報告事項No.2 川崎市学校運営協議会委員の委嘱等について

【峪委員長】

 それでは報告事項2に入ります。

 報告事項No.2「川崎市学校運営協議会委員の委嘱等について」の説明を、教育改革推進担当担当課長お願いします。

 

【教育改革推進担当担当課長】

報告事項No.2「川崎市学校運営協議会委員の委嘱等について」を御説明します。

 去る9月7日、中野島中学校運営協議会の会長を務められていた地域住民委員が急逝されました。これに伴い、中野島中学校から、9月10日付けで、委員の任期途中の解嘱につきまして、別紙のとおり報告がございました。委員の御功績に敬意を表しますとともに、心から御冥福をお祈りし、9月7日をもちまして学校運営協議会委員を解嘱いたします。

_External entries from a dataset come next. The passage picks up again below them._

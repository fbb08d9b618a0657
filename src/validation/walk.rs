//! Object traversal: the top-level list, then one level into each bag

use crate::models::SceneObject;

#[derive(Debug, Clone, Copy)]
pub struct SceneWalk<'a> {
    objects: &'a [SceneObject],
}

impl<'a> SceneWalk<'a> {
    pub fn new(objects: &'a [SceneObject]) -> Self {
        Self { objects }
    }

    pub fn len(&self) -> usize {
        self.objects.len()
    }

    pub fn is_empty(&self) -> bool {
        self.objects.is_empty()
    }

    pub fn top_level(self) -> impl Iterator<Item = &'a SceneObject> + 'a {
        self.objects.iter()
    }

    /// Objects held directly inside bags; bags never nest further
    pub fn nested(self) -> impl Iterator<Item = &'a SceneObject> + 'a {
        self.objects.iter().flat_map(SceneObject::contents)
    }

    pub fn top_level_bundles(self) -> impl Iterator<Item = &'a SceneObject> + 'a {
        self.top_level().filter(|obj| obj.is_asset_bundle())
    }

    pub fn nested_bundles(self) -> impl Iterator<Item = &'a SceneObject> + 'a {
        self.nested().filter(|obj| obj.is_asset_bundle())
    }

    /// Top-level bundles first, then bundles found inside bags
    pub fn all_bundles(self) -> impl Iterator<Item = &'a SceneObject> + 'a {
        self.top_level_bundles().chain(self.nested_bundles())
    }
}

/// Case-insensitive substring test on a nickname
pub fn nickname_has(obj: &SceneObject, needle: &str) -> bool {
    obj.nickname_lower().contains(needle)
}

#[cfg(test)]
mod tests {
    use super::*;
    use serde_json::json;

    fn objects() -> Vec<SceneObject> {
        serde_json::from_value(json!([
            {"Name": "Custom_AssetBundle", "Nickname": "Loose Wood Terrain"},
            {"Name": "Bag", "Nickname": "Terrain Bag", "ContainedObjects": [
                {"Name": "Custom_AssetBundle", "Nickname": "Bagged Hill Terrain"},
                {"Name": "Bag", "ContainedObjects": [
                    {"Name": "Custom_AssetBundle", "Nickname": "Too deep"}
                ]}
            ]},
            {"Name": "Custom_Model", "Nickname": "Main Table"}
        ]))
        .unwrap()
    }

    #[test]
    fn test_nested_is_one_level_only() {
        let objects = objects();
        let walk = SceneWalk::new(&objects);
        let nested: Vec<&str> = walk.nested().map(|o| o.nickname()).collect();
        assert_eq!(nested, vec!["Bagged Hill Terrain", ""]);
    }

    #[test]
    fn test_all_bundles_order() {
        let objects = objects();
        let walk = SceneWalk::new(&objects);
        let names: Vec<&str> = walk.all_bundles().map(|o| o.nickname()).collect();
        assert_eq!(names, vec!["Loose Wood Terrain", "Bagged Hill Terrain"]);
    }

    #[test]
    fn test_nickname_has_ignores_case() {
        let objects = objects();
        assert!(nickname_has(&objects[2], "table"));
        assert!(!nickname_has(&objects[2], "left"));
    }
}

 なお、中野島中学校運営協議会は、現在の指定期間が今年度末で満了となることから、現時点では新たな補充は行わない方針でございます。

 以上、御報告申し上げます。

 

【峪委員長】

 それでは、御質問等はございますでしょうか。

 

(なし)

 

【峪委員長】

 それでは、報告事項No.2は原案のとおり承認してよろしいでしょうか。

 

【各委員】

<承認>

 

【峪委員長】

 それでは、報告事項No.2は原案のとおり承認いたします。

 

報告事項No.3 教育委員会の権限に属する事項に係る教育長の専決事項の報告について

庶務課担当課長、庶務課長が説明した。

報告事項No.3は承認された。

 

報告事項No.4 中学生死亡事件に係る庁内対策会議報告書について

学校教育部長が説明した。

報告事項No.4は承認された。

 

8 閉会宣言

【峪委員長】

本日の会議はこれをもちまして終了いたします。